With this in mind, Mill lays out the three basic freedoms. They are:
- The freedom of speech. Mill actually spells out this idea a little more fully than we usually formulate it, calling it the “liberty of thought and discussion,” a useful reminder that the individual conscience is sacrosanct whether it expresses itself or remains mute. The acid test of our tolerance for the freedom of speech is how we treat it in the minority: “If all mankind minus one,” Mill writes, “were of one opinion, and only one person were of the contrary opinion, mankind would be no more justified in silencing that one person than he, if he had the power, would be justified in silencing mankind.”
- The freedom to pursue tastes. This is an approximation of what the American Founders meant by the “pursuit of happiness.” For Mill, it means that the individual, “if he refrains from molesting others in what concerns them, and merely acts according to his own inclination and judgment in things that concern himself, the same reasons which show that opinions should be free, prove also that he should be allowed, without molestation, to carry his opinions into practice at his own cost.” I will come back to this point in a future post, as I think it is one of the most vital parts of the American persona we have let wither. Our dronish consumerism has nearly ruined our capacity for individuality. Try putting down your goddamned iPhone for an hour; take a walk, read a book or create something, and see if you do not glimpse what Mill did–that human life is meant to be adventurous and many-splendored, or as he says, “There should be different experiments of living; that free scope should be given to varieties of character, short of injury to others; and that the worth of different modes of life should be proved practically, when anyone thinks fit to try them.” When we follow Polonius’s advice, “To thine own self be true,” it is not just good for us, it is good for the democratic experiment, which thrives on diversity and autonomy.

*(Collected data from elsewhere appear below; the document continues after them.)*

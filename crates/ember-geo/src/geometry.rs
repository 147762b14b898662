//! GeoJSON value types with a closed geometry sum type.
//!
//! The serde representations round-trip with standard GeoJSON: geometries are
//! internally tagged on `"type"`, and feature property values are restricted
//! to strings and numbers — booleans, arrays, and objects are unrepresentable
//! by construction, matching what the tile decoder is allowed to emit.
use std::collections::BTreeMap;

use serde::{Deserialize, Serialize};

use crate::bbox::BoundingBox;

/// A `[longitude, latitude]` pair in degrees.
pub type Position = [f64; 2];

/// Closed set of GeoJSON geometry kinds, matched exhaustively everywhere.
#[derive(Debug, Clone, PartialEq, Serialize, Deserialize)]
#[serde(tag = "type")]
pub enum Geometry {
    Point { coordinates: Position },
    LineString { coordinates: Vec<Position> },
    Polygon { coordinates: Vec<Vec<Position>> },
    MultiPoint { coordinates: Vec<Position> },
    MultiLineString { coordinates: Vec<Vec<Position>> },
    MultiPolygon { coordinates: Vec<Vec<Vec<Position>>> },
    GeometryCollection { geometries: Vec<Geometry> },
}

impl Geometry {
    /// Axis-aligned bounding box of the geometry, or `None` when it contains
    /// no positions at all.
    ///
    /// For polygons only the outer shape matters for bbox purposes, so all
    /// rings are simply folded in; collections take the recursive union of
    /// member boxes.
    pub fn bbox(&self) -> Option<BoundingBox> {
        match self {
            Geometry::Point { coordinates } => Some(point_box(*coordinates)),
            Geometry::LineString { coordinates } | Geometry::MultiPoint { coordinates } => {
                fold_positions(coordinates.iter().copied())
            }
            Geometry::Polygon { coordinates } | Geometry::MultiLineString { coordinates } => {
                fold_positions(coordinates.iter().flatten().copied())
            }
            Geometry::MultiPolygon { coordinates } => {
                fold_positions(coordinates.iter().flatten().flatten().copied())
            }
            Geometry::GeometryCollection { geometries } => geometries
                .iter()
                .filter_map(Geometry::bbox)
                .reduce(|a, b| a.union(&b)),
        }
    }
}

fn point_box([lng, lat]: Position) -> BoundingBox {
    BoundingBox::new(lat, lat, lng, lng)
}

fn fold_positions(positions: impl Iterator<Item = Position>) -> Option<BoundingBox> {
    positions
        .map(point_box)
        .reduce(|a, b| a.union(&b))
}

/// Flat property value: only strings and numbers survive decoding.
#[derive(Debug, Clone, PartialEq, Serialize, Deserialize)]
#[serde(untagged)]
pub enum PropertyValue {
    String(String),
    Number(f64),
}

impl From<&str> for PropertyValue {
    fn from(value: &str) -> Self {
        Self::String(value.to_string())
    }
}

impl From<String> for PropertyValue {
    fn from(value: String) -> Self {
        Self::String(value)
    }
}

impl From<f64> for PropertyValue {
    fn from(value: f64) -> Self {
        Self::Number(value)
    }
}

impl From<i64> for PropertyValue {
    fn from(value: i64) -> Self {
        Self::Number(value as f64)
    }
}

/// Flat property bag keyed by property name.
pub type Properties = BTreeMap<String, PropertyValue>;

// Unit markers so the derived serde form carries the GeoJSON "type" field.
#[derive(Debug, Clone, Copy, Default, PartialEq, Eq, Serialize, Deserialize)]
enum FeatureMarker {
    #[default]
    Feature,
}

#[derive(Debug, Clone, Copy, Default, PartialEq, Eq, Serialize, Deserialize)]
enum FeatureCollectionMarker {
    #[default]
    FeatureCollection,
}

/// A GeoJSON feature: one geometry plus a flat property bag.
///
/// Features are value objects; they are freely cloned and hold no reference
/// back to whatever cache entry produced them.
#[derive(Debug, Clone, PartialEq, Serialize, Deserialize)]
pub struct Feature {
    #[serde(rename = "type")]
    marker: FeatureMarker,
    pub geometry: Geometry,
    #[serde(default)]
    pub properties: Properties,
}

impl Feature {
    pub fn new(geometry: Geometry, properties: Properties) -> Self {
        Self {
            marker: FeatureMarker::Feature,
            geometry,
            properties,
        }
    }
}

/// A GeoJSON feature collection.
#[derive(Debug, Clone, Default, PartialEq, Serialize, Deserialize)]
pub struct FeatureCollection {
    #[serde(rename = "type")]
    marker: FeatureCollectionMarker,
    pub features: Vec<Feature>,
}

impl FeatureCollection {
    pub fn new(features: Vec<Feature>) -> Self {
        Self {
            marker: FeatureCollectionMarker::FeatureCollection,
            features,
        }
    }

    /// The canonical empty collection.
    pub fn empty() -> Self {
        Self::default()
    }

    pub fn len(&self) -> usize {
        self.features.len()
    }

    pub fn is_empty(&self) -> bool {
        self.features.is_empty()
    }
}

impl FromIterator<Feature> for FeatureCollection {
    fn from_iter<T: IntoIterator<Item = Feature>>(iter: T) -> Self {
        Self::new(iter.into_iter().collect())
    }
}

- The freedom to assemble. One of the clearest lessons we’ve learned from the history of 20th century totalitarianism is that dictators fear personal bonds between individuals and any tendency to form groups based on solidarity. The deliberate atomization of (just to take one prominent example) Romanian society under Ceaușescu was an impressively effective means of ruling individuals because it preempted even the possibility of democratic fellow feeling. Authoritarians, whether acting with the full power of the state, or merely through dominant public opinion, despise freely chosen relationships. In 1984, it is a love affair that brings the state’s death sentence; in Huckleberry Finn, a friendship is doomed by slave culture. Mill reminds us that no one is master of our freedom to assemble with others. In any properly free society, Mill says, individuals have “the freedom to unite, for any purpose not involving harm to others.”
Thus ends today’s homily. I feel like I have much more to say, though, about Mill’s second freedom, and so I hope to post something soon about that. Americans ought to know how deeply encoded in our DNA is the idea that we should think differently one from another, constantly seeking opportunities for change, novelty and variety. John Dewey philosophized about this very point, and Walt Whitman turned it into a national poem. More to follow, I hope.